Relevant BIDS Details for HBCD Processing

As much as possible, HBCD processing tries to utilize the Brain Imaging Data Structure (BIDS) standard for data organization. Because of this, the applications used to process HBCD data are also designed to be BIDS-Apps.

In this section, we describe some of the key elements of HBCD BIDS organization as it pertains to processing. These descriptions focus on the structure of the internal BIDS dataset which is used to facilitate HBCD processing. During the release, some of these folders are reorganized to make the dataset easier for end users to interact with.
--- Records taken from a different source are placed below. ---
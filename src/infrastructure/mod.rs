//! Infrastructure layer.
//!
//! Provides technical concerns that support the application without containing
//! business logic: configuration loading, environment overrides and logging.

pub mod config;
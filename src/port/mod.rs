//! Trait definitions (hexagonal ports). Depend only on domain.
//!
//! ```text
//!   queue message ──▶ adapter::inbound ──▶ application ──▶ port::VaultApi
//!                                                              ▲
//!                                          adapter::outbound::vault
//! ```

pub mod outbound;

pub use outbound::vault::{Credentials, VaultApi};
At a high level, the internal HBCD BIDS structure appears as follows:

assembly_bids/
├── participants.tsv
├── participants.json
├── sub-<label>/
│   ├── sub-<label>_sessions.tsv
│   ├── sub-<label>_sessions.json
│   ├── ses-<label>/
│   │   ├── anat/
│   │   ├── dwi/
│   │   ├── eeg/
│   │   ├── fmap/
│   │   ├── func/
│   │   ├── motion/
│   │   ├── mrs/
│   │   ├── sub-<label>_ses-<label>_scans.tsv
│   │   ├── sub-<label>_ses-<label>_scans.json

As anticipated in a large infant study, many subjects will have missing data elements. As a result, the number of folders and files available for each unique subject and session will vary. Second, because the HBCD acquisition involves multiple modalities, some are collected at different times. Even within a single modality, certain acquisitions may be gathered on different days.

The complexity of data acquisition and the varying image quality across scans make the scans.tsv file, located in the session folder, a vital part of the BIDS structure. This file contains information about when an acquisiton was collected, how old the participant was at the time of the acquisition, and in certain cases there is also information about the quality of the underlying acquisition. To get a better understanding of what the different fields in the scans.tsv file mean, please refer to the scans.json file.
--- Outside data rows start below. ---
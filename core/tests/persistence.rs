//! Dual-write and batch-write persistence tests.

use rusqlite::types::Value;
use serde_json::json;
use std::path::Path;
use telemetry_core::{
    catalog::TransactionType,
    error::GenError,
    store::{
        RecordTarget, TableRow, TelemetryStore, EVENT_SESSION, EVENT_TRANSACTION, FACT_SESSION,
        RAW_SCHEMA, STAGE_SCHEMA,
    },
    summarizer::SessionSummaryRow,
    transaction::Transaction,
};

fn store() -> TelemetryStore {
    let store = TelemetryStore::in_memory().expect("in-memory store");
    store.migrate().expect("migration");
    store
}

fn files_for(dir: &Path, record_id: &str) -> Vec<std::path::PathBuf> {
    let prefix = format!("{record_id}_");
    std::fs::read_dir(dir)
        .unwrap()
        .map(|e| e.unwrap().path())
        .filter(|p| {
            let name = p.file_name().unwrap().to_string_lossy();
            name.starts_with(&prefix) && name.ends_with(".json")
        })
        .collect()
}

fn session_payload(session_id: &str) -> serde_json::Value {
    json!({
        "session_id": session_id,
        "start_time": "2025-08-08T12:00:00+00:00",
        "end_time": "2025-08-08T12:30:00+00:00",
        "heartbeats": [{
            "player_id": "abc123",
            "session_id": session_id,
            "team_id": "redTeam",
            "timestamp": "2025-08-08T12:00:00+00:00",
            "position_x": 1.1,
            "position_y": 2.2,
            "position_z": 3.3
        }]
    })
}

fn tx(id: &str, price: f64) -> Transaction {
    Transaction {
        transaction_id: id.into(),
        player_id: "p1".into(),
        event_datetime: "2025-08-08T12:00:00".into(),
        purchase_item: "SKU-1001".into(),
        purchase_price: price,
        currency: "USD".into(),
        is_recurring: false,
        cycle: None,
        transaction_type: TransactionType::Skin,
    }
}

fn fact(player: &str, kills: u32) -> SessionSummaryRow {
    SessionSummaryRow {
        player_id: player.into(),
        session_id: "sess001".into(),
        event_datetime: "2025-08-08T12:30:00.000000+00:00".into(),
        country: "US".into(),
        event_length_seconds: 1800,
        kills,
        deaths: 5,
    }
}

#[test]
fn write_session_to_disk_and_db() {
    let store = store();
    let dir = tempfile::tempdir().unwrap();
    let session_id = "6f1c3c1e-2b7a-4d0e-9a51-0c1d2e3f4a5b";
    let payload = session_payload(session_id);

    store
        .write_record(&RecordTarget::EVENT_SESSION, session_id, &payload, dir.path(), true)
        .unwrap();

    let files = files_for(dir.path(), session_id);
    assert_eq!(files.len(), 1, "Expected exactly one JSON file for the session");
    let on_disk: serde_json::Value =
        serde_json::from_str(&std::fs::read_to_string(&files[0]).unwrap()).unwrap();
    assert_eq!(on_disk, payload);
    let hb = &on_disk["heartbeats"][0];
    assert_eq!(hb["team_id"], "redTeam");
    assert_eq!(hb["position_z"], 3.3);

    let rows = store.raw_records(&RecordTarget::EVENT_SESSION, session_id).unwrap();
    assert_eq!(rows.len(), 1);
    assert_eq!(rows[0].record_id, session_id);
    assert_eq!(rows[0].payload().unwrap(), payload);
    assert!(!rows[0].created_at.is_empty());
}

#[test]
fn file_is_written_even_without_db() {
    let store = store();
    let dir = tempfile::tempdir().unwrap();

    store
        .write_record(&RecordTarget::EVENT_SESSION, "s-1", &session_payload("s-1"), dir.path(), false)
        .unwrap();

    assert_eq!(files_for(dir.path(), "s-1").len(), 1);
    assert_eq!(store.row_count(RAW_SCHEMA, EVENT_SESSION).unwrap(), 0);
}

#[test]
fn missing_directory_is_created() {
    let store = store();
    let dir = tempfile::tempdir().unwrap();
    let nested = dir.path().join("sessions").join("2025");

    let path = store
        .write_record(&RecordTarget::EVENT_SESSION, "s-2", &session_payload("s-2"), &nested, true)
        .unwrap();

    assert!(path.starts_with(&nested));
    assert!(path.exists());
}

#[test]
fn rewriting_the_same_id_adds_a_file_and_a_row() {
    let store = store();
    let dir = tempfile::tempdir().unwrap();
    let payload = session_payload("dup");

    for _ in 0..2 {
        store
            .write_record(&RecordTarget::EVENT_SESSION, "dup", &payload, dir.path(), true)
            .unwrap();
    }

    assert_eq!(files_for(dir.path(), "dup").len(), 2);
    assert_eq!(store.raw_records(&RecordTarget::EVENT_SESSION, "dup").unwrap().len(), 2);
}

#[test]
fn unwritable_directory_is_an_io_error() {
    let store = store();
    let dir = tempfile::tempdir().unwrap();
    let blocker = dir.path().join("not_a_dir");
    std::fs::write(&blocker, b"x").unwrap();

    let err = store
        .write_record(
            &RecordTarget::EVENT_SESSION,
            "s-3",
            &session_payload("s-3"),
            &blocker.join("sub"),
            true,
        )
        .unwrap_err();

    assert!(matches!(err, GenError::Io(_)), "got {err:?}");
    assert_eq!(store.row_count(RAW_SCHEMA, EVENT_SESSION).unwrap(), 0);
}

#[test]
fn unknown_table_is_a_database_error() {
    let store = store();
    let dir = tempfile::tempdir().unwrap();
    let target = RecordTarget {
        table: "no_such_table",
        ..RecordTarget::EVENT_SESSION
    };

    let err = store
        .write_record(&target, "s-4", &session_payload("s-4"), dir.path(), true)
        .unwrap_err();
    assert!(matches!(err, GenError::Database(_)), "got {err:?}");
}

#[test]
fn stage_session_row_round_trips() {
    let store = store();
    let row = fact("player001", 7);

    let written = store
        .write_table(STAGE_SCHEMA, FACT_SESSION, &[row.clone()], None, false)
        .unwrap();

    assert_eq!(written, 1);
    assert_eq!(store.row_count(STAGE_SCHEMA, FACT_SESSION).unwrap(), 1);
    assert_eq!(store.fact_session_rows("sess001").unwrap(), vec![row]);
}

#[test]
fn transaction_batch_round_trips() {
    let store = store();
    store
        .write_table(RAW_SCHEMA, EVENT_TRANSACTION, &[tx("TX-1", 5.0)], Some("transaction_id"), true)
        .unwrap();

    let rows = store.all_transactions().unwrap();
    assert_eq!(rows, vec![tx("TX-1", 5.0)]);
}

#[test]
fn replace_with_key_upserts() {
    let store = store();
    store
        .write_table(RAW_SCHEMA, EVENT_TRANSACTION, &[tx("TX-1", 5.0), tx("TX-2", 1.0)], None, false)
        .unwrap();
    store
        .write_table(RAW_SCHEMA, EVENT_TRANSACTION, &[tx("TX-1", 7.5)], Some("transaction_id"), true)
        .unwrap();

    let rows = store.all_transactions().unwrap();
    assert_eq!(rows.len(), 2);
    let updated = rows.iter().find(|t| t.transaction_id == "TX-1").unwrap();
    assert_eq!(updated.purchase_price, 7.5);
}

#[test]
fn replace_without_key_reloads_the_table() {
    let store = store();
    store
        .write_table(STAGE_SCHEMA, FACT_SESSION, &[fact("a", 1), fact("b", 2)], None, false)
        .unwrap();
    store
        .write_table(STAGE_SCHEMA, FACT_SESSION, &[fact("c", 3)], None, true)
        .unwrap();

    let rows = store.fact_session_rows("sess001").unwrap();
    assert_eq!(rows, vec![fact("c", 3)]);
}

#[test]
fn append_defers_duplicates_to_table_constraints() {
    let store = store();
    store
        .write_table(RAW_SCHEMA, EVENT_TRANSACTION, &[tx("TX-1", 5.0)], None, false)
        .unwrap();

    // event_transaction has a primary key: the append is refused.
    let err = store
        .write_table(RAW_SCHEMA, EVENT_TRANSACTION, &[tx("TX-1", 5.0)], None, false)
        .unwrap_err();
    assert!(matches!(err, GenError::Database(_)));

    // fact_session has none: duplicates coexist.
    for _ in 0..2 {
        store
            .write_table(STAGE_SCHEMA, FACT_SESSION, &[fact("a", 1)], None, false)
            .unwrap();
    }
    assert_eq!(store.row_count(STAGE_SCHEMA, FACT_SESSION).unwrap(), 2);
}

#[test]
fn failed_batch_leaves_no_partial_rows() {
    let store = store();
    // Second row collides with the first on the primary key.
    let err = store
        .write_table(RAW_SCHEMA, EVENT_TRANSACTION, &[tx("TX-9", 1.0), tx("TX-9", 2.0)], None, false)
        .unwrap_err();

    assert!(matches!(err, GenError::Database(_)));
    assert_eq!(store.row_count(RAW_SCHEMA, EVENT_TRANSACTION).unwrap(), 0);
}

#[test]
fn empty_batch_touches_nothing() {
    let store = store();
    store
        .write_table(STAGE_SCHEMA, FACT_SESSION, &[fact("a", 1)], None, false)
        .unwrap();

    let written = store
        .write_table::<SessionSummaryRow>(STAGE_SCHEMA, FACT_SESSION, &[], None, true)
        .unwrap();

    assert_eq!(written, 0);
    assert_eq!(store.row_count(STAGE_SCHEMA, FACT_SESSION).unwrap(), 1);
}

struct BogusRow;

impl TableRow for BogusRow {
    const COLUMNS: &'static [&'static str] = &["player_id", "not_a_column"];

    fn values(&self) -> Vec<Value> {
        vec![Value::Text("p".into()), Value::Integer(1)]
    }
}

#[test]
fn column_mismatch_is_a_database_error() {
    let store = store();
    let err = store
        .write_table(STAGE_SCHEMA, FACT_SESSION, &[BogusRow], None, false)
        .unwrap_err();
    assert!(matches!(err, GenError::Database(_)), "got {err:?}");
}

struct NegativeKillsRow;

impl TableRow for NegativeKillsRow {
    const COLUMNS: &'static [&'static str] = <SessionSummaryRow as TableRow>::COLUMNS;

    fn values(&self) -> Vec<Value> {
        vec![
            Value::Text("p".into()),
            Value::Text("s-neg".into()),
            Value::Text("2025-08-08T12:00:00+00:00".into()),
            Value::Text("US".into()),
            Value::Integer(60),
            Value::Integer(-1),
            Value::Integer(0),
        ]
    }
}

#[test]
fn negative_kill_count_fails_the_read_back() {
    let store = store();
    store
        .write_table(STAGE_SCHEMA, FACT_SESSION, &[NegativeKillsRow], None, false)
        .unwrap();

    let err = store.fact_session_rows("s-neg").unwrap_err();
    assert!(matches!(err, GenError::Database(_)), "got {err:?}");
}

#[test]
fn unknown_primary_key_is_a_schema_mismatch() {
    let store = store();
    let err = store
        .write_table(RAW_SCHEMA, EVENT_TRANSACTION, &[tx("TX-1", 5.0)], Some("tx_key"), true)
        .unwrap_err();
    assert!(
        matches!(&err, GenError::SchemaMismatch { column, .. } if column == "tx_key"),
        "got {err:?}"
    );
}

#[test]
fn on_disk_store_attaches_schema_files() {
    let dir = tempfile::tempdir().unwrap();
    let db = dir.path().join("run.db");
    {
        let store = TelemetryStore::open(&db).unwrap();
        store.migrate().unwrap();
        store
            .write_table(STAGE_SCHEMA, FACT_SESSION, &[fact("a", 4)], None, false)
            .unwrap();
    }
    assert!(dir.path().join("run_leap_stage.db").exists());

    let reopened = TelemetryStore::open(&db).unwrap();
    reopened.migrate().unwrap();
    assert_eq!(reopened.fact_session_rows("sess001").unwrap(), vec![fact("a", 4)]);
}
The scans.tsv serves as the best source of information about the age of a participant at the time of an acquisition. Age information can also be found in the sessions.tsv file under the session folder, where “age” represents the age of the participant at the first in-person data collection. The “age” measure is provided in years with three decimal places, based on a birthdate measure that is jittered up to 7 days.

When internal processing begins, our scripts first examine the S3 structure where the BIDS data is stored to identify the available files for a given subject. Each pipeline has specific requirements based on the type of processing being done (e.g., QSIPREP requires diffusion data, while MADE needs EEG data). In certain cases, like Magnetic Resonance Spectroscopy (MRS) and Electroencephalography (EEG), the pipeline run in CBRAIN is used to generate QC measures. In these cases, all files with unknown QC status are fed to the pipeline. In other instances, preliminary QC measures are already in place to assess whether the data is of sufficient quality for processing or to prioritize which data should be processed first. In these cases where QC is available, the scans.tsv file is downloaded and queried to determine which files should be included or prioritized for processing.

Structure of Processing Outputs

Given the longitudinal nature of the HBCD study, we regularly have new data coming in for a given subject. To manage ongoing processing of data that is continually being added to the dataset, the default processing structure sends outputs to session-specific folders. For example, the outputs of a pipeline take the form:

#Note! This may not be what you are exposed to as a user...
#      read further for more details...
derivatives/ses-<label>/<pipeline_name>/sub-<label>/ses-<label>/...

In CBRAIN, these session-specific output folders are considered unique “Data Providers”. You may see this type of information being utilized when you look at the various tool descriptions and boutiques descriptors for a given pipeline.

In HBCD processing the “Data Providers” generally refer to different paths within a single S3 Bucket. For example, the BIDS data, and all the session-specific derivatives folders are stored within the same S3 bucket, with each being represented as a different “Data Provider”.

derivatives/ses-<label>

This partitioning of derivatives into session-specific folders is done to ensure the integrity of ongoing processing. For end users who are instead interacting with HBCD data via the public data release, the outputs will be re-organized into a single derivatives structure that contains the outputs for all sessions worth of processing. For example, this means that the first two folders seen below would be merged to create the third folder:

#Note! This is what is seen internally.
derivatives/ses-V02/<pipeline_name>/sub-<label>/...
derivatives/ses-V03/<pipeline_name>/sub-<label>/...
#Note! This is what will be seen by end users
hbcd/derivatives/<pipeline_name>/sub-<label>/...